I guess I am old school, but I recall in the not-so-distant past that every startup needed a plan for their network and server infrastructure and even knew the details of their service providers network – are they using OSPF and BGP? What is the latency across the local peering point? Who are their upstream network peers? How are their firewalls and load-balancers configured? What blocks of IP addresses have I been assigned and how are they routed?

Some companies, like InterNAP and Level 3, have businesses that emphasize their network optimization and network architectures. I don’t know of any electricity optimization companies and I don’t have any idea of the architectures they have built.

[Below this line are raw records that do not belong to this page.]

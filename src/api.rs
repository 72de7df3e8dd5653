//! References to the chat backend's functions.

/// Functions exported by the backend's `chat` module.
pub mod chat {
    use serde::{Deserialize, Serialize};

    use crate::function::{Function, FunctionKind, MutationFunction, NoArgs, QueryFunction};

    /// A single chat message as stored by the backend.
    #[derive(Clone, Debug, PartialEq, Serialize, Deserialize)]
    pub struct ChatMessage {
        /// Document id assigned by the platform.
        #[serde(rename = "_id", default, skip_serializing_if = "Option::is_none")]
        pub id: Option<String>,
        /// Creation time in milliseconds since the Unix epoch.
        #[serde(
            rename = "_creationTime",
            default,
            skip_serializing_if = "Option::is_none"
        )]
        pub creation_time: Option<f64>,
        /// Display name of the author.
        pub user: String,
        /// Message text.
        pub body: String,
    }

    impl ChatMessage {
        /// Creates a message without server-assigned fields.
        pub fn new(user: impl Into<String>, body: impl Into<String>) -> Self {
            Self {
                id: None,
                creation_time: None,
                user: user.into(),
                body: body.into(),
            }
        }
    }

    /// `chat:getMessages`: the message list, oldest first.
    pub struct GetMessages;

    impl Function for GetMessages {
        const KIND: FunctionKind = FunctionKind::Query;
        const PATH: &'static str = "chat:getMessages";
        type Args = NoArgs;
        type Output = Vec<ChatMessage>;
    }

    impl QueryFunction for GetMessages {}

    /// Arguments to `chat:sendMessage`.
    #[derive(Clone, Debug, PartialEq, Eq, Serialize, Deserialize)]
    pub struct SendMessageArgs {
        /// Display name of the author.
        pub user: String,
        /// Message text.
        pub body: String,
    }

    /// `chat:sendMessage`: appends one message.
    pub struct SendMessage;

    impl Function for SendMessage {
        const KIND: FunctionKind = FunctionKind::Mutation;
        const PATH: &'static str = "chat:sendMessage";
        type Args = SendMessageArgs;
        type Output = serde_json::Value;
    }

    impl MutationFunction for SendMessage {}

}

My roots are in network engineering and I have spent a good part of my career building network devices and global IP-based networks and services. I’ve spent years studying routing protocols, quality of service algorithms, security mechanisms to prevent DDoS attacks and have every field of the IPv4 packet header memorized.

When the CTO of a Web 2.0 company does not know how a router or switch works (or even what layer of the OSI model they even operate on), I tend to cringe a bit.

I guess I’m reluctant to admit that my technical depth in networking has been abstracted to not being relevant in the Web 2.0 world of social networking, mash-ups, RSS and AJAX. I know that a well-architected network can have a dramatic affect on application performance – but maybe on today’s high-speed Internet it does not matter. It might be that network engineers are not relevant for today’s Internet in the same way that software optimization engineers are seemingly not relevant for Microsoft applications.

On the other hand, I see the current state of the Internet as the ultimate success of these networking technologies. You can deploy a wildly successful Web 2.0 application that serves millions of users and never know how a router, switch or load-balancer works. Even network security and firewalls that were making headline news not more than a few years ago are considered perfunctory. The success of these networking devices and technologies has enabled them to become part of the technology landscape that exists for all to use as they see fit, similar to the microprocessor or electricity.

In your opinion, has the Internet reached a level of abstraction similar to electricity? Do you use the infrastructure that is given to you by your local Internet service provider or a specialized hosting facility like Amazon without questioning how it is architected and designed?

In my role as a venture capitalist, the answers to these questions will help me determine if startups that are building optimized networking devices, improving network security, virtualizing storage, and so forth are required in today’s market.

Allan Leinwand is a venture partner with Panorama Capital and founder of Vyatta. He was also the CTO of Digital Island.